James Rodríguez Fotoğraf: EFE
Sinirlenmeden önce parantezlere dikkat edin! Kimse Kolombiya futbolunun onlarla doğduğunu söylemiyor ve kimse Parma veya Newcastle'daki Tino'yu, Real Madrid'deki Rincón'u veya Willington'ı unutmuyor, bunların hiçbirini.
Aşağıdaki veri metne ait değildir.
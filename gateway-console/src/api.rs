use gloo_net::http::{Request, Response};
use serde::de::DeserializeOwned;
use shared_types::{
    BodyCollectionPolicy, NewPolicyRequest, ProblemDetail, ServiceGraph, StatRow, ThroughputStats,
    TraceDetail, TracePage,
};

use crate::config::api_base;
use crate::time_codec::WireRange;

/// Failure taxonomy for admin API calls.
///
/// Views convert every variant into an inline terminal state; nothing here is
/// retried.
#[derive(Debug, Clone, PartialEq, thiserror::Error)]
pub enum ApiError {
    #[error("Request failed: {0}")]
    Transport(String),
    #[error("Not found: {resource}")]
    NotFound { resource: String },
    #[error("Conflict: {detail}")]
    Conflict { detail: String },
    #[error("HTTP error: {status}")]
    Status { status: u16, detail: Option<String> },
    #[error("Failed to parse JSON: {0}")]
    Decode(String),
}

impl ApiError {
    /// Server-supplied detail when there is one, otherwise `fallback`.
    pub fn user_message(&self, fallback: &str) -> String {
        match self {
            Self::Conflict { detail } => detail.clone(),
            Self::Status {
                detail: Some(detail),
                ..
            } => detail.clone(),
            _ => fallback.to_string(),
        }
    }
}

/// Map a non-OK status and its body onto the taxonomy.
///
/// `resource` names what was asked for; it is only used for 404s so the
/// message can carry the requested identifier.
pub fn failure_from_status(status: u16, body: &str, resource: Option<&str>) -> ApiError {
    let detail = serde_json::from_str::<ProblemDetail>(body)
        .ok()
        .and_then(|problem| problem.best_message().map(ToString::to_string));

    match (status, resource) {
        (404, Some(resource)) => ApiError::NotFound {
            resource: resource.to_string(),
        },
        (409, _) => ApiError::Conflict {
            detail: detail.unwrap_or_else(|| "Resource already exists".to_string()),
        },
        _ => ApiError::Status { status, detail },
    }
}

fn url_encode(value: &str) -> String {
    js_sys::encode_uri_component(value)
        .as_string()
        .unwrap_or_else(|| value.to_string())
}

/// `from`/`to` query pair for a wire window.
pub fn window_query(window: &WireRange) -> String {
    format!("from={}&to={}", url_encode(&window.from), url_encode(&window.to))
}

async fn send(request: Request) -> Result<Response, ApiError> {
    request
        .send()
        .await
        .map_err(|e| ApiError::Transport(e.to_string()))
}

async fn expect_ok(response: Response, resource: Option<&str>) -> Result<Response, ApiError> {
    if response.ok() {
        return Ok(response);
    }
    let status = response.status();
    let body = response.text().await.unwrap_or_default();
    Err(failure_from_status(status, &body, resource))
}

async fn decode<T: DeserializeOwned>(response: Response) -> Result<T, ApiError> {
    response
        .json::<T>()
        .await
        .map_err(|e| ApiError::Decode(e.to_string()))
}

async fn get_json<T: DeserializeOwned>(url: &str, resource: Option<&str>) -> Result<T, ApiError> {
    log::debug!("GET {url}");
    let request = Request::get(url)
        .build()
        .map_err(|e| ApiError::Transport(e.to_string()))?;
    let response = expect_ok(send(request).await?, resource).await?;
    decode(response).await
}

// ── Statistics ───────────────────────────────────────────────────────────────

pub async fn fetch_stats(window: &WireRange) -> Result<Vec<StatRow>, ApiError> {
    let url = format!("{}/api/stats?{}", api_base(), window_query(window));
    get_json(&url, None).await
}

// ── Traces ───────────────────────────────────────────────────────────────────

#[derive(Debug, Clone, PartialEq)]
pub struct TraceListQuery {
    pub window: WireRange,
    pub page: u32,
    pub size: u32,
    /// Blank means no path filter
    pub path: String,
    pub errors_only: bool,
}

pub async fn fetch_trace_page(query: &TraceListQuery) -> Result<TracePage, ApiError> {
    let mut url = format!(
        "{}/api/traces?{}&page={}&size={}",
        api_base(),
        window_query(&query.window),
        query.page,
        query.size.max(1)
    );
    let path = query.path.trim();
    if !path.is_empty() {
        url.push_str("&path=");
        url.push_str(&url_encode(path));
    }
    if query.errors_only {
        url.push_str("&status=error");
    }
    get_json(&url, None).await
}

pub async fn fetch_trace_detail(
    tx_id: &str,
    include_detail: bool,
) -> Result<TraceDetail, ApiError> {
    let url = format!(
        "{}/api/traces/{}?includeDetail={}",
        api_base(),
        url_encode(tx_id),
        include_detail
    );
    get_json(&url, Some(tx_id)).await
}

// ── Traffic ──────────────────────────────────────────────────────────────────

pub async fn fetch_service_graph(window: &WireRange) -> Result<ServiceGraph, ApiError> {
    let url = format!("{}/api/traffic/graph?{}", api_base(), window_query(window));
    get_json(&url, None).await
}

pub async fn fetch_throughput(window: &WireRange) -> Result<ThroughputStats, ApiError> {
    let url = format!(
        "{}/api/traffic/throughput?{}",
        api_base(),
        window_query(window)
    );
    get_json(&url, None).await
}

// ── Body collection policies ─────────────────────────────────────────────────

pub async fn fetch_policies() -> Result<Vec<BodyCollectionPolicy>, ApiError> {
    let url = format!("{}/api/policies", api_base());
    get_json(&url, None).await
}

pub async fn create_policy(path_pattern: &str) -> Result<BodyCollectionPolicy, ApiError> {
    let url = format!("{}/api/policies", api_base());
    let request = Request::post(&url)
        .json(&NewPolicyRequest {
            path_pattern: path_pattern.to_string(),
        })
        .map_err(|e| ApiError::Transport(format!("Failed to serialize request: {e}")))?;
    log::debug!("POST {url}");
    let response = expect_ok(send(request).await?, None).await?;
    decode(response).await
}

pub async fn toggle_policy(id: i64) -> Result<BodyCollectionPolicy, ApiError> {
    let url = format!("{}/api/policies/{id}/toggle", api_base());
    log::debug!("PATCH {url}");
    let request = Request::patch(&url)
        .build()
        .map_err(|e| ApiError::Transport(e.to_string()))?;
    let response = expect_ok(send(request).await?, None).await?;
    decode(response).await
}

pub async fn delete_policy(id: i64) -> Result<(), ApiError> {
    let url = format!("{}/api/policies/{id}", api_base());
    log::debug!("DELETE {url}");
    let request = Request::delete(&url)
        .build()
        .map_err(|e| ApiError::Transport(e.to_string()))?;
    expect_ok(send(request).await?, None).await?;
    Ok(())
}

#[cfg(test)]
mod tests {
    use super::*;

    #[test]
    fn test_not_found_carries_identifier() {
        let err = failure_from_status(404, "", Some("tx-42"));
        assert_eq!(
            err,
            ApiError::NotFound {
                resource: "tx-42".to_string()
            }
        );
        assert_eq!(err.to_string(), "Not found: tx-42");
    }

    #[test]
    fn test_404_without_resource_is_plain_status() {
        let err = failure_from_status(404, "", None);
        assert_eq!(
            err,
            ApiError::Status {
                status: 404,
                detail: None
            }
        );
    }

    #[test]
    fn test_conflict_surfaces_problem_detail() {
        let body = r#"{"title":"Conflict","status":409,"detail":"Pattern already exists: /a/**"}"#;
        let err = failure_from_status(409, body, None);
        assert_eq!(
            err.user_message("Failed to add policy"),
            "Pattern already exists: /a/**"
        );
    }

    #[test]
    fn test_conflict_without_body_has_generic_detail() {
        let err = failure_from_status(409, "", None);
        assert_eq!(err.user_message("fallback"), "Resource already exists");
    }

    #[test]
    fn test_other_status_falls_back_without_detail() {
        let err = failure_from_status(500, "<html>oops</html>", None);
        assert_eq!(err.user_message("Failed to add policy"), "Failed to add policy");

        let err = failure_from_status(400, r#"{"detail":"Invalid pattern"}"#, None);
        assert_eq!(err.user_message("Failed to add policy"), "Invalid pattern");
    }

    #[test]
    fn test_transport_and_decode_use_fallback() {
        assert_eq!(
            ApiError::Transport("offline".to_string()).user_message("Failed to load stats"),
            "Failed to load stats"
        );
        assert_eq!(
            ApiError::Decode("eof".to_string()).user_message("Failed to load stats"),
            "Failed to load stats"
        );
    }
}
Gerçek şu ki, tüm bu kahramanlar elit futbolda normun istisnalarıydı ve bu durum çok yakın zamanda değişti; bunu bir gelenek haline getirmek bu nesillere kalmış.
Şimdi eksik olan şey, büyüklerin yıllardır keyfini sürdüğü, César Torres'in bahsettiği temellerden geçen yapıyı eklemektir: FCF tarafından tabandan finanse edilen ve ebeveynler veya kulüpler tarafından değil, yetenekleri birinci lige getirme garantisi, oynama garantisi ve yerleşik veteranlar veya kötü ve pahalı yabancılar tarafından gölgede bırakılmama, sportif, beslenme ve psikososyal gelişime destek, her zaman olduğu gibi kendiliğinden ortaya çıkmayan, sürdürülebilir ve sürekli bir gelişmenin garantileri.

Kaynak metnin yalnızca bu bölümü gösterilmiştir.